In an interview with The wireGagandeep Kang has revealed for the first time the findings of the booster study conducted by Christian Medical College (CMC) in Vellore, which was presented to the government in mid-March but has not yet been made public.

Kang, a professor of virology at the CMC, has decided to publish the findings in a paper next week, but was happy to confirm the findings when quoted to her by Karan Thapar in the interview. They show that Covishield is a much more effective booster after two Covaxin shots than the other way around. However, the government does not allow heterologous vaccines i.e. mix and match.
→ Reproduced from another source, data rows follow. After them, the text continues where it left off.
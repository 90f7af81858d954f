//! Cross-process operation lock
//!
//! Two invocations racing on the same gadget could both see it unbound and
//! both rebind it. Mount and unmount hold an exclusive `flock` for their whole
//! detach, mutate, reattach sequence; a second invocation fails fast.

use std::fs::{File, OpenOptions};
use std::path::Path;

use nix::errno::Errno;
use nix::fcntl::{Flock, FlockArg};
use tracing::debug;

use crate::error::{AppError, Result};

/// Held exclusive lock; released on drop
pub struct OperationLock {
    _lock: Flock<File>,
}

impl OperationLock {
    /// Take the lock at `path` without waiting
    pub fn acquire(path: &Path) -> Result<Self> {
        let file = OpenOptions::new()
            .create(true)
            .truncate(false)
            .write(true)
            .open(path)
            .map_err(|e| AppError::io(path, e))?;

        let lock = Flock::lock(file, FlockArg::LockExclusiveNonblock).map_err(|(_, errno)| {
            if errno == Errno::EWOULDBLOCK {
                AppError::Busy(format!(
                    "another usbdrive operation holds {}",
                    path.display()
                ))
            } else {
                AppError::io(path, std::io::Error::from(errno))
            }
        })?;

        debug!("Acquired operation lock {}", path.display());
        Ok(Self { _lock: lock })
    }
}
//! Scoped disconnect guards
//!
//! LUN attributes can only be changed while the gadget is off the bus. The
//! guards here take it off the bus when created and put it back when dropped,
//! so every exit path (success, `?` early return, panic unwinding) reconnects
//! the host.

use std::path::{Path, PathBuf};

use tracing::{debug, error, info, warn};

use super::attr::{file_exists, read_file, write_file};
use crate::error::Result;

/// Exclusive access to a ConfigFS gadget that has been unbound from its UDC
///
/// Dropping it writes the previous controller name back to `UDC`. Rebind
/// failures are logged and never replace the error that ended the operation.
#[derive(Debug)]
pub struct DetachedGadget {
    gadget_path: PathBuf,
    previous_udc: String,
}

impl DetachedGadget {
    /// Record the current UDC binding and unbind the gadget
    pub fn detach(gadget_path: &Path) -> Result<Self> {
        let udc_file = gadget_path.join("UDC");
        let previous_udc = read_file(&udc_file)?;
        info!("Current UDC controller: {:?}", previous_udc);

        if previous_udc.is_empty() {
            debug!("Gadget {} already unbound", gadget_path.display());
        } else {
            info!("Disabling UDC");
            write_file(&udc_file, "")?;
        }

        Ok(Self {
            gadget_path: gadget_path.to_path_buf(),
            previous_udc,
        })
    }

    pub fn gadget_path(&self) -> &Path {
        &self.gadget_path
    }
}

impl Drop for DetachedGadget {
    fn drop(&mut self) {
        if self.previous_udc.is_empty() {
            return;
        }
        info!("Re-enabling UDC: {}", self.previous_udc);
        if let Err(e) = write_file(&self.gadget_path.join("UDC"), &self.previous_udc) {
            error!("Failed to rebind gadget to {}: {}", self.previous_udc, e);
        }
    }
}

/// A UDC soft-disconnected through its `soft_connect` attribute
///
/// Soft connect is best effort: a missing attribute or a failed write is a
/// warning, since some controllers re-enumerate on their own when the LUN
/// file changes.
#[derive(Debug)]
pub struct SoftDisconnect {
    soft_connect: Option<PathBuf>,
}

impl SoftDisconnect {
    /// Soft-disconnect the controller at `controller_dir`, if it supports it
    pub fn disconnect(controller_dir: &Path) -> Self {
        let path = controller_dir.join("soft_connect");
        if !file_exists(&path) {
            debug!("No soft_connect at {}, skipping disconnect", path.display());
            return Self { soft_connect: None };
        }

        info!("Disconnecting USB");
        if let Err(e) = write_file(&path, "disconnect") {
            warn!("Failed to disconnect USB: {}", e);
        }

        Self {
            soft_connect: Some(path),
        }
    }
}

impl Drop for SoftDisconnect {
    fn drop(&mut self) {
        if let Some(path) = &self.soft_connect {
            info!("Reconnecting USB");
            if let Err(e) = write_file(path, "connect") {
                warn!("Failed to reconnect USB: {}", e);
            }
        }
    }
}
Those who have had Covaxin for two doses should have Covaxin as the third dose, while those who have had Covishield as the first two doses should have this as the third dose.

In a 22-minute interview with Karan Thapar for The Wire, Kang, a member of Britain’s prestigious Royal Society, confirmed the following results:

– A third dose of Covaxin increases the antibodies 6 times, but from a very low base.
– A third dose of Covishield increases the antibodies 6.8 fold, but from a much higher base.
– A Covaxin booster after two Covishield doses increases the antibodies only 2.5 times.
– A Covishield booster after two doses of Covaxin increases the antibodies 58 times.
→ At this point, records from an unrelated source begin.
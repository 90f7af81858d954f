//! Kernel attribute file operations
//!
//! Every backend talks to the kernel through these helpers. Attribute files
//! under sysfs/configfs hold a single value terminated by a newline, so reads
//! are trimmed and writes always replace the whole value.

use std::fs::{self, File, OpenOptions};
use std::io::Write;
use std::path::{Path, PathBuf};

use tracing::debug;

use crate::error::{AppError, Result};

/// Live mount table
pub const PROC_MOUNTS: &str = "/proc/mounts";

/// Places Android kernels expose configfs without a matching mount entry
const CONFIGFS_FALLBACKS: [&str; 2] = ["/sys/kernel/config", "/config"];

/// Check whether `path` is an existing non-directory
pub fn file_exists(path: &Path) -> bool {
    fs::metadata(path).map(|m| !m.is_dir()).unwrap_or(false)
}

/// Check whether `path` is an existing directory
pub fn dir_exists(path: &Path) -> bool {
    fs::metadata(path).map(|m| m.is_dir()).unwrap_or(false)
}

/// Check whether anything exists at `path` (symlinks are followed)
pub fn path_exists(path: &Path) -> bool {
    fs::metadata(path).is_ok()
}

/// Read an attribute and strip surrounding whitespace
pub fn read_file(path: &Path) -> Result<String> {
    fs::read_to_string(path)
        .map(|s| s.trim().to_string())
        .map_err(|e| AppError::io(path, e))
}

/// Write string content to an attribute
///
/// A single trailing newline is appended and the complete buffer goes out in
/// one write() call: sysfs handlers act on the first write and may reject a
/// value split across several.
pub fn write_file(path: &Path, content: &str) -> Result<()> {
    let mut file = OpenOptions::new()
        .write(true)
        .truncate(true)
        .open(path)
        .or_else(|e| {
            if path.exists() {
                // Some special files refuse O_TRUNC but accept a plain open
                OpenOptions::new().write(true).open(path).map_err(|_| e)
            } else {
                File::create(path)
            }
        })
        .map_err(|e| AppError::io(path, e))?;

    let mut buf = Vec::with_capacity(content.len() + 1);
    buf.extend_from_slice(content.as_bytes());
    buf.push(b'\n');

    file.write_all(&buf).map_err(|e| AppError::io(path, e))?;
    file.flush().map_err(|e| AppError::io(path, e))?;

    debug!("Wrote {:?} to {}", content, path.display());
    Ok(())
}

/// Create directory (and parents) if not exists
pub fn create_dir(path: &Path) -> Result<()> {
    fs::create_dir_all(path).map_err(|e| AppError::io(path, e))
}

/// Create symlink `dest` pointing at `src`
pub fn create_symlink(src: &Path, dest: &Path) -> Result<()> {
    std::os::unix::fs::symlink(src, dest).map_err(|e| AppError::io(dest, e))
}

/// List directory entry names, skipping dotfiles, in sorted order
pub fn list_entries(dir: &Path) -> Result<Vec<String>> {
    let mut names: Vec<String> = fs::read_dir(dir)
        .map_err(|e| AppError::io(dir, e))?
        .filter_map(|e| e.ok())
        .map(|e| e.file_name().to_string_lossy().to_string())
        .filter(|name| !name.starts_with('.'))
        .collect();
    names.sort();
    Ok(names)
}

/// Find where a filesystem type is mounted
///
/// Scans the live mount table for the first entry of type `fs_type`. For
/// configfs, falls back to the well-known Android locations when the mount
/// table has no entry.
pub fn find_mount_point(fs_type: &str) -> Option<PathBuf> {
    let table = fs::read_to_string(PROC_MOUNTS).unwrap_or_default();
    if let Some(point) = parse_mount_table(&table, fs_type) {
        return Some(point);
    }

    if fs_type == "configfs" {
        return CONFIGFS_FALLBACKS
            .iter()
            .map(Path::new)
            .find(|p| dir_exists(p))
            .map(Path::to_path_buf);
    }

    None
}

/// Return the mount point of the first `fs_type` entry in a mounts table
fn parse_mount_table(table: &str, fs_type: &str) -> Option<PathBuf> {
    table.lines().find_map(|line| {
        let fields: Vec<&str> = line.split_whitespace().collect();
        (fields.len() >= 3 && fields[2] == fs_type).then(|| PathBuf::from(fields[1]))
    })
}

#[cfg(test)]
mod tests {
    use super::*;
    use tempfile::TempDir;

    #[test]
    fn test_write_replaces_whole_value() {
        let temp_dir = TempDir::new().unwrap();
        let attr = temp_dir.path().join("file");

        write_file(&attr, "/sdcard/a-long-image-name.iso").unwrap();
        write_file(&attr, "").unwrap();

        assert_eq!(fs::read_to_string(&attr).unwrap(), "\n");
        assert_eq!(read_file(&attr).unwrap(), "");
    }

    #[test]
    fn test_read_trims_newline() {
        let temp_dir = TempDir::new().unwrap();
        let attr = temp_dir.path().join("UDC");
        fs::write(&attr, "  musb-hdrc.0\n").unwrap();

        assert_eq!(read_file(&attr).unwrap(), "musb-hdrc.0");
    }

    #[test]
    fn test_read_missing_is_io_error() {
        let temp_dir = TempDir::new().unwrap();
        let err = read_file(&temp_dir.path().join("missing")).unwrap_err();
        assert!(matches!(err, AppError::Io { .. }));
    }

    #[test]
    fn test_existence_predicates() {
        let temp_dir = TempDir::new().unwrap();
        let file = temp_dir.path().join("enable");
        fs::write(&file, "0").unwrap();

        assert!(file_exists(&file));
        assert!(!dir_exists(&file));
        assert!(dir_exists(temp_dir.path()));
        assert!(!file_exists(temp_dir.path()));
        assert!(path_exists(&file));
        assert!(!path_exists(&temp_dir.path().join("nope")));
    }

    #[test]
    fn test_list_entries_skips_dotfiles() {
        let temp_dir = TempDir::new().unwrap();
        create_dir(&temp_dir.path().join("g2")).unwrap();
        create_dir(&temp_dir.path().join("g1")).unwrap();
        create_dir(&temp_dir.path().join(".hidden")).unwrap();

        assert_eq!(list_entries(temp_dir.path()).unwrap(), vec!["g1", "g2"]);
    }

    #[test]
    fn test_parse_mount_table() {
        let table = "\
sysfs /sys sysfs rw,nosuid 0 0
none /sys/kernel/config configfs rw,relatime 0 0
tmpfs /dev tmpfs rw 0 0
";
        assert_eq!(
            parse_mount_table(table, "configfs"),
            Some(PathBuf::from("/sys/kernel/config"))
        );
        assert_eq!(parse_mount_table(table, "functionfs"), None);
    }
}
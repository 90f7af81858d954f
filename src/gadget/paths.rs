//! Kernel locations used by the backends

use std::path::PathBuf;

/// Root of the legacy Android USB function driver
pub const ANDROID_USB_PATH: &str = "/sys/devices/virtual/android_usb/android0";

/// USB Device Controller class directory
pub const UDC_CLASS_PATH: &str = "/sys/class/udc";

/// Name of the lock file placed in the temp directory
pub const LOCK_FILE_NAME: &str = "usbdrive.lock";

/// Every filesystem root a backend reads or writes
///
/// The defaults point at the live kernel. Tests point them into a temporary
/// tree instead.
#[derive(Debug, Clone)]
pub struct GadgetPaths {
    /// configfs mount point; `None` means look it up in the mount table
    pub configfs: Option<PathBuf>,
    /// `/sys/class/udc`
    pub udc_class: PathBuf,
    /// `/sys/devices/virtual/android_usb/android0`
    pub android_usb: PathBuf,
    /// Advisory lock taken around mount/unmount
    pub lock_file: PathBuf,
}

impl Default for GadgetPaths {
    fn default() -> Self {
        Self {
            configfs: None,
            udc_class: PathBuf::from(UDC_CLASS_PATH),
            android_usb: PathBuf::from(ANDROID_USB_PATH),
            lock_file: std::env::temp_dir().join(LOCK_FILE_NAME),
        }
    }
}

impl GadgetPaths {
    /// Lay out every root below `root`, mirroring the real kernel tree
    pub fn under(root: impl Into<PathBuf>) -> Self {
        let root = root.into();
        Self {
            configfs: Some(root.join("sys/kernel/config")),
            udc_class: root.join("sys/class/udc"),
            android_usb: root.join("sys/devices/virtual/android_usb/android0"),
            lock_file: root.join(LOCK_FILE_NAME),
        }
    }
}
//! usbdrive - expose a disk image as USB mass storage
//!
//! This crate drives the kernel's USB gadget control files so that a single
//! image file shows up on the USB host as a disk or CD-ROM. It understands
//! the ConfigFS gadget API, the legacy UDC-bound gadget and the legacy
//! Android `android_usb` driver.

pub mod config;
pub mod error;
pub mod gadget;
pub mod msd;

pub use error::{AppError, Result};
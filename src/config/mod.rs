//! Mount configuration files
//!
//! A JSON document naming the image to expose and, optionally, the mode and
//! backend to use. It stands in for the `mount` command-line arguments.

mod loader;
mod schema;

pub use loader::load_config;
pub use schema::ImageConfig;
//! Handler for public short link redirect.

use askama::Template;
use askama_web::WebTemplate;
use axum::{
    extract::{Path, State},
    http::HeaderMap,
    response::{IntoResponse, Redirect, Response},
};

use crate::application::services::RedirectOutcome;
use crate::domain::click_event::ClickEvent;
use crate::error::AppError;
use crate::state::AppState;
use crate::utils::request_meta::RequestMeta;

/// Template for the deactivated-link informational page.
///
/// Renders `templates/link_disabled.html`, telling the visitor the link
/// was turned off by its owner. Served with 200: deactivation is a normal
/// state, not an error.
#[derive(Template, WebTemplate)]
#[template(path = "link_disabled.html")]
pub struct LinkDisabledTemplate {}

/// Redirects a slug to its original URL.
///
/// # Endpoint
///
/// `GET /{slug}` — public, unauthenticated.
///
/// # Request Flow
///
/// 1. Resolve the slug (exact, case-sensitive lookup)
/// 2. Gate on availability: unknown slug → 404, deactivated → 200 HTML
/// 3. Derive attribution metadata from headers
/// 4. Enqueue the click event (fire-and-forget)
/// 5. Return 307 Temporary Redirect to the stored URL, verbatim
///
/// # Click Tracking
///
/// Click events are sent to a bounded channel for async processing. If
/// the queue is full or the worker is gone, the click is dropped; the
/// redirect is never delayed or failed by the recorder. Deactivated links
/// record no event.
///
/// # Errors
///
/// Returns 404 Not Found with the plain-text body `Link not found` when
/// no link carries the slug. A failing store lookup surfaces as a server
/// error instead; outages must not read as dead links.
pub async fn redirect_handler(
    Path(slug): Path<String>,
    State(state): State<AppState>,
    headers: HeaderMap,
) -> Result<Response, AppError> {
    match state.redirect_service.resolve_slug(&slug).await? {
        RedirectOutcome::NotFound => {
            tracing::debug!("slug not found: {slug}");
            Err(AppError::not_found("Link not found"))
        }
        RedirectOutcome::Disabled(link) => {
            tracing::debug!("slug disabled by owner: {}", link.slug);
            Ok(LinkDisabledTemplate {}.into_response())
        }
        RedirectOutcome::Redirect(link) => {
            let meta = RequestMeta::from_headers(&headers);
            let event = ClickEvent::new(&link, meta);

            let _ = state.click_sender.try_send(event);

            Ok(Redirect::temporary(&link.original_url).into_response())
        }
    }
}
//! Repository trait for click event persistence.

use crate::domain::entities::NewClick;
use crate::error::AppError;
use async_trait::async_trait;

/// Repository interface for appending click events.
///
/// Inserts are dispatched by the background worker, not by request
/// handlers, and their outcome never reaches the visitor: a failed insert
/// is logged and dropped.
///
/// # Implementations
///
/// - [`crate::infrastructure::persistence::PgClickRepository`] - PostgreSQL implementation
/// - Test mocks available with `cfg(test)`
#[cfg_attr(test, mockall::automock)]
#[async_trait]
pub trait ClickRepository: Send + Sync {
    /// Appends one click event row.
    ///
    /// # Errors
    ///
    /// Returns [`AppError::Internal`] on database errors. Callers on the
    /// click pipeline swallow this error; it must not propagate to the
    /// redirect.
    async fn insert_click(&self, new_click: NewClick) -> Result<(), AppError>;
}
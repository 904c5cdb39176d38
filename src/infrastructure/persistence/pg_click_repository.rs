//! PostgreSQL implementation of click event persistence.

use async_trait::async_trait;
use sqlx::PgPool;
use std::sync::Arc;

use crate::domain::entities::NewClick;
use crate::domain::repositories::ClickRepository;
use crate::error::AppError;

/// PostgreSQL repository for appending click events.
///
/// The `click_events` table carries no foreign key to `links`: a link may
/// be deleted while its analytics rows remain.
pub struct PgClickRepository {
    pool: Arc<PgPool>,
}

impl PgClickRepository {
    /// Creates a new repository with a database connection pool.
    pub fn new(pool: Arc<PgPool>) -> Self {
        Self { pool }
    }
}

#[async_trait]
impl ClickRepository for PgClickRepository {
    async fn insert_click(&self, new_click: NewClick) -> Result<(), AppError> {
        sqlx::query(
            r#"
            INSERT INTO click_events (link_id, profile_id, user_agent, referrer, country, device_type)
            VALUES ($1, $2, $3, $4, $5, $6)
            "#,
        )
        .bind(new_click.link_id)
        .bind(new_click.profile_id)
        .bind(&new_click.user_agent)
        .bind(&new_click.referrer)
        .bind(&new_click.country)
        .bind(&new_click.device_type)
        .execute(self.pool.as_ref())
        .await?;

        Ok(())
    }
}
Kang, a member of the government’s Covid-19 working group, added that the CMC study only tested antibody responses and not T-cell responses. She also pointed out that no tests have been done with protein-based vaccines as boosters. The tests were limited to the two most commonly used vaccines in India, Covishield and Covaxin.

Kang was asked by The wire on the current increase in business – a 60% increase in the past week – and whether India is entering a fourth wave or is there another explanation. She replied: “It really depends on what you really call a wave. What is your description of a wave, how high and over what period? There will always be ups and downs.”

Kang said, “If there’s a new wave, it’s probably caused by a new variant and not the versions of a variant we have now.”

She said the time had come to redefine what we mean by golf, by focusing not on tests and test results, but on how many serious illnesses and deaths occur. She added: “In that sense, this is not a wave.”

The virology professor said the reason why Maharashtra, Kerala and Delhi always seem to be the first to shoot is (a) because they host a lot of international travelers, but what is now more important as an explanation is the level of systematic testing that has been carried out in these states , which more accurately reflects the actual COVID-19 reality than the rest of the country.

Kang said the current increase in the number of cases is more likely caused by BA.4 and BA.5. She accepts South African studies that say BA.4 and BA.5 are more contagious than the original Omicron subvariants BA.1 and BA.2, but the illness they cause is not serious and hospitalization and serious illness have not increased. The figures in the newspapers in Delhi confirm this. The same goes for the figures for Mumbai.

Speaking about the recommendation of the NTAGI’s permanent technical subcommittee to narrow the gap between the second dose and the booster dose to 6 months from the current 9, Kang noted a tone of skepticism. She said: “We have no evidence that the gap has to be 9, 6, 3 or 12 months”. She added: “Because we don’t have data on vaccine effectiveness, we can set any time limit we want…there’s no evidence that would allow us to set a specific date for boosters.” She confirmed when asked if this means that the Subcommittee was just plucking months out of thin air without any scientific or research-based background to do so.

The above is a paraphrased precis from Gagandeep Kang’s interview with Karan Thapar. Only the most important points are highlighted. Watch the full video for a full understanding of all the different points Professor Kang has made.